The Story of Sodom and Gomorrah: Where, When, and Whether?

The story of the fiery destruction of Sodom and Gomorrah is one of a diminishing few biblical narratives of which our culture is familiar. Though few might have read the extended account, set in the time of Abraham, that runs through Genesis 18-19, the imagery has become proverbial. This was already the case in the time of the Hebrew Prophets, who often use the image of the destruction of Sodom and Gomorrah as a warning to Israel (Isaiah 1:9; 3:9; 13:19; Jeremiah 23:14; Ezekiel 16:46-49; Amos 4:11; Zephaniah 2:9). Jesus himself draws upon the destruction tale to warn those cities of Galilee who would dare to reject his message:

Laing Art Gallery/© Tyne & Wear Archives & Museums/The Bridgeman Art Library

Truly, I say to you, it will be more bearable on the day of judgment for the land of Sodom and Gomorrah than for that town. And you, Capernaum, will you be exalted to heaven? You will be brought down to Hades. For if the mighty works done in you had been done in Sodom, it would have remained until this day. But I tell you that it will be more tolerable on the day of judgment for the land of Sodom than for you (Matthew 10:15, 23-24)
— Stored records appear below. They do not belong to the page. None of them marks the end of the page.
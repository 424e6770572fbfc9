//! Commands returning client types, built on [`GenericCommand`](crate::command::GenericCommand).

pub mod list_buckets;
pub mod ts;

pub use self::list_buckets::{Buckets, ListBuckets};
pub use self::ts::fetch::{FetchRow, FetchedRow};
//! The contract between operations and whatever sends them to the data store.

use crate::future::OperationFuture;
use crate::operation::{StreamingOperation, UnaryOperation, WireOperation};
use std::sync::Arc;

/// Sends operations to nodes and feeds back what they answer.
///
/// An implementation must eventually either deliver response messages to a submitted operation
/// until it stops reporting [`Progress::Continue`](crate::operation::Progress::Continue), or fail
/// it through [`WireOperation::on_failure`]. A connection on which an operation reported
/// [`Progress::Abandon`](crate::operation::Progress::Abandon) must not carry further exchanges.
/// Retries, load balancing, and timeouts beyond those carried by the request are its own
/// business.
pub trait Cluster: Send + Sync {
    /// Submit an operation answered by a single message.
    fn submit(&self, operation: Box<dyn WireOperation>);

    /// Submit an operation answered by several messages. Implementations that need to treat
    /// these differently, such as by keeping a connection reserved until the last message,
    /// override this.
    #[inline]
    fn submit_streaming(&self, operation: Box<dyn WireOperation>) {
        self.submit(operation);
    }

    /// Execute an operation answered by a single message.
    #[inline]
    fn execute<T, I>(&self, operation: UnaryOperation<T, I>) -> OperationFuture<T, I>
    where
        Self: Sized,
    {
        let (wire, future) = operation.into_parts();
        self.submit(wire);
        future
    }

    /// Execute an operation answered by several messages.
    #[inline]
    fn execute_streaming<T, I>(&self, operation: StreamingOperation<T, I>) -> OperationFuture<T, I>
    where
        Self: Sized,
    {
        let (wire, future) = operation.into_parts();
        self.submit_streaming(wire);
        future
    }
}

impl<C> Cluster for Arc<C>
where
    C: Cluster + ?Sized,
{
    #[inline]
    fn submit(&self, operation: Box<dyn WireOperation>) {
        (**self).submit(operation);
    }

    #[inline]
    fn submit_streaming(&self, operation: Box<dyn WireOperation>) {
        (**self).submit_streaming(operation);
    }
}

impl<C> Cluster for &C
where
    C: Cluster + ?Sized,
{
    #[inline]
    fn submit(&self, operation: Box<dyn WireOperation>) {
        (**self).submit(operation);
    }

    #[inline]
    fn submit_streaming(&self, operation: Box<dyn WireOperation>) {
        (**self).submit_streaming(operation);
    }
}
mod helpers;

use anyhow::Result;
use riak_async::commands::FetchRow;
use riak_async::operations::ts::fetch::Builder;
use riak_async::proto::code;
use riak_async::proto::ts::{TsCell, TsColumnDescription, TsColumnType, TsGetReq, TsGetResp, TsRow};
use riak_async::timeseries::Cell;
use riak_async::Error;
use std::time::Duration;

fn columns() -> Vec<TsColumnDescription> {
    vec![
        TsColumnDescription {
            name: b"col1".to_vec(),
            r#type: TsColumnType::Sint64 as i32,
        },
        TsColumnDescription {
            name: b"col2".to_vec(),
            r#type: TsColumnType::Varchar as i32,
        },
    ]
}

fn row(cells: &[Cell]) -> TsRow {
    TsRow {
        cells: cells.iter().map(TsCell::from).collect(),
    }
}

#[tokio::test]
async fn test_fetch_row() -> Result<()> {
    let (node, mut fake) = helpers::connect();
    let builder = Builder::new("weather", [Cell::from(1_i64), Cell::from("a")])?;
    let future = FetchRow::new(builder).execute_async(&node);

    let request: TsGetReq = fake.request(code::TS_GET_REQ).await?;
    assert_eq!(request.table, b"weather");
    assert_eq!(
        request.key,
        [TsCell::from(&Cell::Sint64(1)), TsCell::from(&Cell::from("a"))]
    );
    assert_eq!(request.timeout, None);

    let response = TsGetResp {
        columns: columns(),
        rows: vec![row(&[Cell::from(1_i64), Cell::from("a")])],
    };
    fake.respond(code::TS_GET_RESP, &response).await?;

    let completed = future.await?;
    let fetched = completed.response.ok_or_else(|| anyhow::anyhow!("no row"))?;
    assert_eq!(fetched.get("col1"), Some(&Cell::Sint64(1)));
    assert_eq!(fetched.get("col2"), Some(&Cell::from("a")));
    assert_eq!(
        completed.info,
        "SELECT * FROM weather WHERE PRIMARY KEY = { 1, a }"
    );
    Ok(())
}

#[tokio::test]
async fn test_fetch_missing_row() -> Result<()> {
    let (node, mut fake) = helpers::connect();
    let key = [Cell::from("hash1"), Cell::timestamp(1_443_806_600_000)];
    let builder = Builder::new("weather", key)?.with_timeout(Duration::from_millis(250))?;
    let future = FetchRow::new(builder).execute_async(&node);

    let request: TsGetReq = fake.request(code::TS_GET_REQ).await?;
    assert_eq!(request.timeout, Some(250));

    let response = TsGetResp {
        columns: columns(),
        rows: Vec::new(),
    };
    fake.respond(code::TS_GET_RESP, &response).await?;

    let completed = future.await?;
    assert_eq!(completed.response, None);
    assert_eq!(
        completed.info,
        "SELECT * FROM weather WHERE PRIMARY KEY = { hash1, 1443806600000 }"
    );
    Ok(())
}

#[tokio::test]
async fn test_cells_with_several_values_are_protocol_errors() -> Result<()> {
    let (node, mut fake) = helpers::connect();
    let builder = Builder::new("weather", [Cell::from(1_i64)])?;
    let future = FetchRow::new(builder).execute_async(&node);

    let _request: TsGetReq = fake.request(code::TS_GET_REQ).await?;
    let ambiguous = TsCell {
        sint64_value: Some(1),
        boolean_value: Some(true),
        ..TsCell::default()
    };
    let response = TsGetResp {
        columns: columns(),
        rows: vec![TsRow {
            cells: vec![ambiguous, TsCell::from(&Cell::from("a"))],
        }],
    };
    fake.respond(code::TS_GET_RESP, &response).await?;

    assert!(matches!(future.await, Err(Error::Protocol(_))));
    Ok(())
}

#[tokio::test]
async fn test_several_rows_fail_the_conversion() -> Result<()> {
    let (node, mut fake) = helpers::connect();
    let builder = Builder::new("weather", [Cell::from(1_i64)])?;
    let future = FetchRow::new(builder).execute_async(&node);

    let _request: TsGetReq = fake.request(code::TS_GET_REQ).await?;
    let cells = [Cell::from(1_i64), Cell::Null];
    let response = TsGetResp {
        columns: columns(),
        rows: vec![row(&cells), row(&cells)],
    };
    fake.respond(code::TS_GET_RESP, &response).await?;

    assert!(matches!(future.await, Err(Error::Conversion(_))));
    Ok(())
}

#[tokio::test]
async fn test_unexpected_response_codes_are_protocol_errors() -> Result<()> {
    let (node, mut fake) = helpers::connect();
    let builder = Builder::new("weather", [Cell::from(1_i64)])?;
    let future = FetchRow::new(builder).execute_async(&node);

    let _request: TsGetReq = fake.request(code::TS_GET_REQ).await?;
    fake.respond_raw(code::LIST_BUCKETS_RESP, &[]).await?;

    assert!(matches!(future.await, Err(Error::Protocol(_))));
    Ok(())
}

#[test]
fn test_invalid_builders_are_rejected() {
    assert!(matches!(
        Builder::new("", [Cell::from(1_i64)]),
        Err(Error::InvalidArgument(_))
    ));
    assert!(matches!(
        Builder::new("weather", Vec::<Cell>::new()),
        Err(Error::InvalidArgument(_))
    ));
}
//! Fetching a single row of a time-series table by its primary key.

use crate::codec::RequestMessage;
use crate::command::BuildOperation;
use crate::error::Error;
use crate::operation::{CoreOperation, Operation};
use crate::operations::timeout_millis;
use crate::proto::code;
use crate::proto::ts::{TsGetReq, TsGetResp};
use crate::timeseries::{to_proto_cells, Cell, QueryResult};
use std::sync::OnceLock;
use std::time::Duration;

/// Configures a fetch operation.
#[derive(Debug, Clone)]
pub struct Builder {
    table: String,
    key: Vec<Cell>,
    timeout: Option<u32>,
}

impl Builder {
    /// Fetch the row of `table` whose primary key consists of `key`, in key column order.
    ///
    /// Neither the table name nor the key may be empty.
    pub fn new<K>(table: impl Into<String>, key: K) -> Result<Self, Error>
    where
        K: IntoIterator<Item = Cell>,
    {
        let table = table.into();
        if table.is_empty() {
            return Err(Error::invalid_argument("table name cannot be empty"));
        }
        let key: Vec<_> = key.into_iter().collect();
        if key.is_empty() {
            return Err(Error::invalid_argument("key values cannot be empty"));
        }
        Ok(Self {
            table,
            key,
            timeout: None,
        })
    }

    /// How long the node may take to answer. Must be at least one millisecond.
    #[inline]
    pub fn with_timeout(mut self, timeout: Duration) -> Result<Self, Error> {
        self.timeout = Some(timeout_millis(timeout)?);
        Ok(self)
    }

    /// The table to fetch from.
    #[inline]
    pub fn table(&self) -> &str {
        &self.table
    }

    /// Build the operation. Its query info is a textual rendering of the request.
    pub fn build(&self) -> Operation<QueryResult, String> {
        Operation::unary(Fetch {
            table: self.table.clone(),
            key: self.key.clone(),
            timeout: self.timeout,
            query_info: OnceLock::new(),
        })
    }
}

impl BuildOperation for Builder {
    type Response = QueryResult;
    type Info = String;

    #[inline]
    fn build_operation(&self) -> Operation<Self::Response, Self::Info> {
        self.build()
    }
}

#[derive(Debug)]
struct Fetch {
    table: String,
    key: Vec<Cell>,
    timeout: Option<u32>,
    query_info: OnceLock<String>,
}

impl CoreOperation for Fetch {
    type Message = TsGetResp;
    type Response = QueryResult;
    type Info = String;

    const NAME: &'static str = "ts_fetch";
    const RESPONSE_CODE: u8 = code::TS_GET_RESP;

    fn request(&self) -> RequestMessage {
        let request = TsGetReq {
            table: self.table.as_bytes().to_vec(),
            key: to_proto_cells(&self.key),
            timeout: self.timeout,
        };
        RequestMessage::new(
            code::TS_GET_REQ,
            &request,
            self.timeout.map(|millis| Duration::from_millis(millis.into())),
        )
    }

    fn convert(&self, messages: Vec<Self::Message>) -> Result<Self::Response, Error> {
        let count = messages.len();
        let mut messages = messages.into_iter();
        match (messages.next(), messages.next()) {
            (Some(response), None) => QueryResult::from_proto(response),
            _ => Err(Error::protocol(format!(
                "expected a single fetch response, received {count}"
            ))),
        }
    }

    fn query_info(&self) -> Self::Info {
        self.query_info
            .get_or_init(|| {
                let key = self
                    .key
                    .iter()
                    .map(Cell::to_string)
                    .collect::<Vec<_>>()
                    .join(", ");
                format!(
                    "SELECT * FROM {} WHERE PRIMARY KEY = {{ {key} }}",
                    self.table
                )
            })
            .clone()
    }
}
He also draws upon the the tale of Sodom and Gomorrah’s destruction to illustrate the sudden destruction that will come when the “Son of Man” returns in judgment in the clouds of heaven–with the final admonition: Remember Lot’s wife! (Luke 17:28-33).

In the current issue of Biblical Archaeology Review (March/April 2013) archaeologist and biblical scholar Steven Collins has a fascinating article titled “Where is Sodom? The Case for Tall el-Hamman.” He argues that many of the biblical writers knew their geography well and that biblical narratives often reflect “on the ground” acquaintance with the Land of Israel. Contrary to a number of modern scholars who locate Sodom near the southern end of the Dead Sea, Steven Collins locates it northeast of the Dead Sea, where he has been excavating the site of Tall el-Hammam, which today is located in Jordan. Collins recognizes the understandable academic skepticism toward anyone who might take such a story “literally.” His writes factetiously  in the opening line: “I think I have found Sodom! I can see the raised eyebrows. The story of Sodom and Gomorrah is not history, its just a traditional tale…”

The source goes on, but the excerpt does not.